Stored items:
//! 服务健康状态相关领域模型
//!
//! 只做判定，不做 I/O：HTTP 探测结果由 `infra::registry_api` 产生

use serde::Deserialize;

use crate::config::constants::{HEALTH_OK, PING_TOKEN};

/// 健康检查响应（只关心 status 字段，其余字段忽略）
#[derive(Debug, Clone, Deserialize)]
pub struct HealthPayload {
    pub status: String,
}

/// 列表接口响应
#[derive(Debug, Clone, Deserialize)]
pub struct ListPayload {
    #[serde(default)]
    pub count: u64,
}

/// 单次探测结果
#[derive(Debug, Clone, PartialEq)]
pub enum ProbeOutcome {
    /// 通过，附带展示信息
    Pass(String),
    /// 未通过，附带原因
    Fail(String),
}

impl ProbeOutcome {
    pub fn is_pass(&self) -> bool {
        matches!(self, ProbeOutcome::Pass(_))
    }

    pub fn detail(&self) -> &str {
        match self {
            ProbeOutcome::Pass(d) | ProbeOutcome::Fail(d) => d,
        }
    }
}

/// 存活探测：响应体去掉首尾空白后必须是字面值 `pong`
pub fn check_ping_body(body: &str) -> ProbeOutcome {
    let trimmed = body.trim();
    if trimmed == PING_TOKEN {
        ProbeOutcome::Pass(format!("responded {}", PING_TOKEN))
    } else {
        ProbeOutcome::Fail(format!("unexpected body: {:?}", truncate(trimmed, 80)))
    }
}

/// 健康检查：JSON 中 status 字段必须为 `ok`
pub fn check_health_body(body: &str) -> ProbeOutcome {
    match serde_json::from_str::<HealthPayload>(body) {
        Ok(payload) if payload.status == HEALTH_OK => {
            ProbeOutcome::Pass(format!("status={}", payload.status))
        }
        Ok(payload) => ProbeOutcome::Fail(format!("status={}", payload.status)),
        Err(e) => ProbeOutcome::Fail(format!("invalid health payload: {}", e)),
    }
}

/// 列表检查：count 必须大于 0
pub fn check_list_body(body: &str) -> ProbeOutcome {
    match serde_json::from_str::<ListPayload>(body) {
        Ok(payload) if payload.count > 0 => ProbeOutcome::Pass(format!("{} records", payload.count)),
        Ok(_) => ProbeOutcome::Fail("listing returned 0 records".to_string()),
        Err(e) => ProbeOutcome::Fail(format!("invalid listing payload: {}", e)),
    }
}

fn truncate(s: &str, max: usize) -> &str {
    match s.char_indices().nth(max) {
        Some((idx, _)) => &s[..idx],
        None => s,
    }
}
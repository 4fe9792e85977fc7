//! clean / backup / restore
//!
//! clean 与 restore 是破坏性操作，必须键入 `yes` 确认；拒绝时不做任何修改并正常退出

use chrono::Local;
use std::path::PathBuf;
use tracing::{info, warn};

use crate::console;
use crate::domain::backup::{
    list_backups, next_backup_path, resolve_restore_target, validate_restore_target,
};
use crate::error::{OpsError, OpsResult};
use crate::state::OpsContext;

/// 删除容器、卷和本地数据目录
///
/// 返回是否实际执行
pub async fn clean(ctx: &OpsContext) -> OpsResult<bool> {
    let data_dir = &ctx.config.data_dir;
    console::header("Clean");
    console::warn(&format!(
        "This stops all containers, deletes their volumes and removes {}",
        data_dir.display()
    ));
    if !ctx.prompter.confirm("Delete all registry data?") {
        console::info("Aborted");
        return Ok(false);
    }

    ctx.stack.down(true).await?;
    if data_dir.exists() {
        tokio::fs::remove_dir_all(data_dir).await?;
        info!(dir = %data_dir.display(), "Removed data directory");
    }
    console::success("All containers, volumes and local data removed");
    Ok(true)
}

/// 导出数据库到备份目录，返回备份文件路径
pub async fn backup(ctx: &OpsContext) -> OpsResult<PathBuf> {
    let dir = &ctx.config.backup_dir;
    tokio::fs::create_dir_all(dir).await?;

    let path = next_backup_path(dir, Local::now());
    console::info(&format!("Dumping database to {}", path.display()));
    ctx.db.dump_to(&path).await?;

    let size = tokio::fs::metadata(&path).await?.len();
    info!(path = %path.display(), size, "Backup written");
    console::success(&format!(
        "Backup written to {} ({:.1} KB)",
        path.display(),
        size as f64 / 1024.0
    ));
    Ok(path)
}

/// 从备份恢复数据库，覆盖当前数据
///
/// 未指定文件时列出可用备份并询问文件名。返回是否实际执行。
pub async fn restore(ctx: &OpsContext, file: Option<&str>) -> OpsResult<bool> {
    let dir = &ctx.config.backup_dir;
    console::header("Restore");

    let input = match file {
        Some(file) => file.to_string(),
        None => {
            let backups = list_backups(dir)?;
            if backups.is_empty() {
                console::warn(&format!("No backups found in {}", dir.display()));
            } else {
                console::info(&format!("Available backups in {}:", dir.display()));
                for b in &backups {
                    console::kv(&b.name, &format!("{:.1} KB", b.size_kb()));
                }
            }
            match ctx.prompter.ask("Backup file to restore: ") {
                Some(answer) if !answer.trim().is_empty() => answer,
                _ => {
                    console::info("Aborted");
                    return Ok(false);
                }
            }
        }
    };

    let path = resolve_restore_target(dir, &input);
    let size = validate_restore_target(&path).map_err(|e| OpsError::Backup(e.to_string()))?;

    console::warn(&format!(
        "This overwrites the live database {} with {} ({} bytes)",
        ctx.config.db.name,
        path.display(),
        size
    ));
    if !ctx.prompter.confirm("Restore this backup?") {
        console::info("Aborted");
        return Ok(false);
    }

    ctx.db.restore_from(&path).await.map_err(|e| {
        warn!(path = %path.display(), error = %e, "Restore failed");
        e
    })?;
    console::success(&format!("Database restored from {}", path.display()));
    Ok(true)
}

§ **Task to complete**
Copy all lines of the records that have the string "ListPayload" in them.

§ **Result for this exercise**
pub struct ListPayload {
    match serde_json::from_str::<ListPayload>(body) {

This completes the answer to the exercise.